Migration from Woolwich to Mirfield
My third great-grandfather, Thomas Sheard, and his wife Martha Arnold were both born in 1802. Thomas was born in Mirfield (about 5 miles from Huddersfield) and became a woodman (forrester) by occupation, living at Lee Green as had his family before him. He and Martha married in Mirfield in 1825 and had at least seven children together. I am descended from their youngest child, Edwin, who was also a woodman, of Lee Green. Census records show quite clearly that Martha was not born in Mirfield but in Woolwich, south-east London. I discovered that she had been baptised in the parish of Westminster, London on 29th August 1802. Martha had four siblings born in London up to 1808, then the whole family disappears from the London records.
Sometime after 1808, Martha was uprooted from London and planted in Mirfield, West Yorkshire, where she married my third great-grandfather, Thomas Sheard in 1825. There had to be a very good reason for a family to move such a great distance in those times, when the most distance that the average working class person moved was into a nearby parish.
The driving influence in the movement of most working class families in the early 19th century was for work, so movement from country to town may involve moving from working on the land to working in the mill. But why would someone move from the hub of activity of Woolwich, a busy naval and military town in London, to come to a small borough where woollen cloth manufacture was the tradition and times were hard? My first instinct was that it was a family returning home, but most of the Arnolds in the BMD records hail from the south, especially London, and not Yorkshire, so clearly Martha was moving north, not returning there.
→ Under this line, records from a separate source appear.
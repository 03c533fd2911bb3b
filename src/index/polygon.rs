use geo::{Coord, LineString, Polygon};
use serde::Deserialize;
use std::path::Path;
use tracing::info;

use crate::error::{Result, ScanError};

/// One vertex as exported by gridreferencefinder.com
#[derive(Debug, Deserialize)]
struct GridPoint {
    #[serde(rename = "X (Easting)")]
    easting: f64,
    #[serde(rename = "Y (Northing)")]
    northing: f64,
}

/// Build a polygon from a CSV of easting/northing vertices, in file order.
pub fn load_points_polygon(path: &Path) -> Result<Polygon<f64>> {
    let mut reader = csv::ReaderBuilder::new()
        .has_headers(true)
        .trim(csv::Trim::All)
        .from_path(path)
        .map_err(|e| ScanError::InvalidArgument(format!("{}: {}", path.display(), e)))?;

    let mut coords = Vec::new();
    for row in reader.deserialize::<GridPoint>() {
        let point = row.map_err(|e| {
            ScanError::InvalidArgument(format!("bad vertex in {}: {}", path.display(), e))
        })?;
        coords.push(Coord {
            x: point.easting,
            y: point.northing,
        });
    }

    if coords.len() < 3 {
        return Err(ScanError::InvalidArgument(format!(
            "{} has {} vertices; a polygon needs at least 3",
            path.display(),
            coords.len()
        )));
    }

    info!("Loaded polygon with {} vertices from {}", coords.len(), path.display());
    Ok(Polygon::new(LineString::new(coords), vec![]))
}

#[cfg(test)]
mod tests {
    use super::*;
    use geo::Area;
    use std::fs;

    #[test]
    fn test_gridreferencefinder_export() {
        let dir = tempfile::tempdir().unwrap();
        let path = dir.path().join("points.csv");
        fs::write(
            &path,
            "Point,Grid Ref,X (Easting),Y (Northing),Latitude,Longitude\n\
             1,SK 50000 10000,450000,310000,52.68,-1.26\n\
             2,SK 51000 10000,451000,310000,52.68,-1.25\n\
             3,SK 51000 11000,451000,311000,52.69,-1.25\n\
             4,SK 50000 11000,450000,311000,52.69,-1.26\n",
        )
        .unwrap();

        let polygon = load_points_polygon(&path).unwrap();
        assert_eq!(polygon.unsigned_area(), 1_000_000.0);
        // Ring is closed automatically
        assert_eq!(polygon.exterior().0.len(), 5);
    }

    #[test]
    fn test_too_few_vertices() {
        let dir = tempfile::tempdir().unwrap();
        let path = dir.path().join("points.csv");
        fs::write(&path, "X (Easting),Y (Northing)\n1,1\n2,2\n").unwrap();

        let err = load_points_polygon(&path).unwrap_err();
        assert!(matches!(err, ScanError::InvalidArgument(_)));
    }
}
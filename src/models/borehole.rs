//! Borehole records loaded from the point dataset.

use geo::Point;
use std::collections::BTreeMap;

/// Column holding the numeric BGS identifier
pub const BGS_ID_COLUMN: &str = "BGS_ID";
/// Column holding the registration code
pub const REGNO_COLUMN: &str = "REGNO";

/// A single borehole from the dataset.
#[derive(Debug, Clone, PartialEq)]
pub struct BoreholeRecord {
    /// BGS identifier, unique within a dataset
    pub bgs_id: i64,

    /// Registration code, e.g. "SK51NW/12". May contain `/`.
    pub regno: String,

    /// Location in British National Grid (easting, northing)
    pub location: Point<f64>,

    /// Every column of the source row, verbatim, keyed by header
    pub attributes: BTreeMap<String, String>,
}

impl BoreholeRecord {
    pub fn new(bgs_id: i64, regno: &str, easting: f64, northing: f64) -> Self {
        let mut attributes = BTreeMap::new();
        attributes.insert(BGS_ID_COLUMN.to_string(), bgs_id.to_string());
        attributes.insert(REGNO_COLUMN.to_string(), regno.to_string());
        Self {
            bgs_id,
            regno: regno.to_string(),
            location: Point::new(easting, northing),
            attributes,
        }
    }

    /// Filesystem-safe form of the registration code
    pub fn file_stem(&self) -> String {
        file_stem(&self.regno)
    }
}

/// Replace path separators in a registration code so it can name a file.
pub fn file_stem(regno: &str) -> String {
    regno.replace('/', "_")
}

/// Records matching a query, plus the dataset's column order.
#[derive(Debug, Clone, Default)]
pub struct BoreholeSet {
    /// Header of the source dataset, in file order
    pub columns: Vec<String>,
    pub records: Vec<BoreholeRecord>,
}

impl BoreholeSet {
    pub fn new(columns: Vec<String>) -> Self {
        Self {
            columns,
            records: Vec::new(),
        }
    }

    pub fn len(&self) -> usize {
        self.records.len()
    }

    pub fn is_empty(&self) -> bool {
        self.records.is_empty()
    }

    pub fn iter(&self) -> impl Iterator<Item = &BoreholeRecord> {
        self.records.iter()
    }
}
A plausible reason to move from Woolwich to Mirfield
In the middle of documenting all the birth, marriage and death records that we can find, it is easy to forget what was going on socially, militarily and economically at the beginning of the 19th Century – when England was in the thick of the industrial revolution and also fighting the Napoleonic wars. I have already come across family drama in the early years of that century, detailed in my article “A case of Industrial Espionage” when my paternal 5th Great Grandfather was arrested on suspicion of aiding and abetting his brother-in-law in creating drawings and models of textile machinery, with a view to taking them to France. Is it possible that I can find another family connection to the turbulent history of the early 19th century?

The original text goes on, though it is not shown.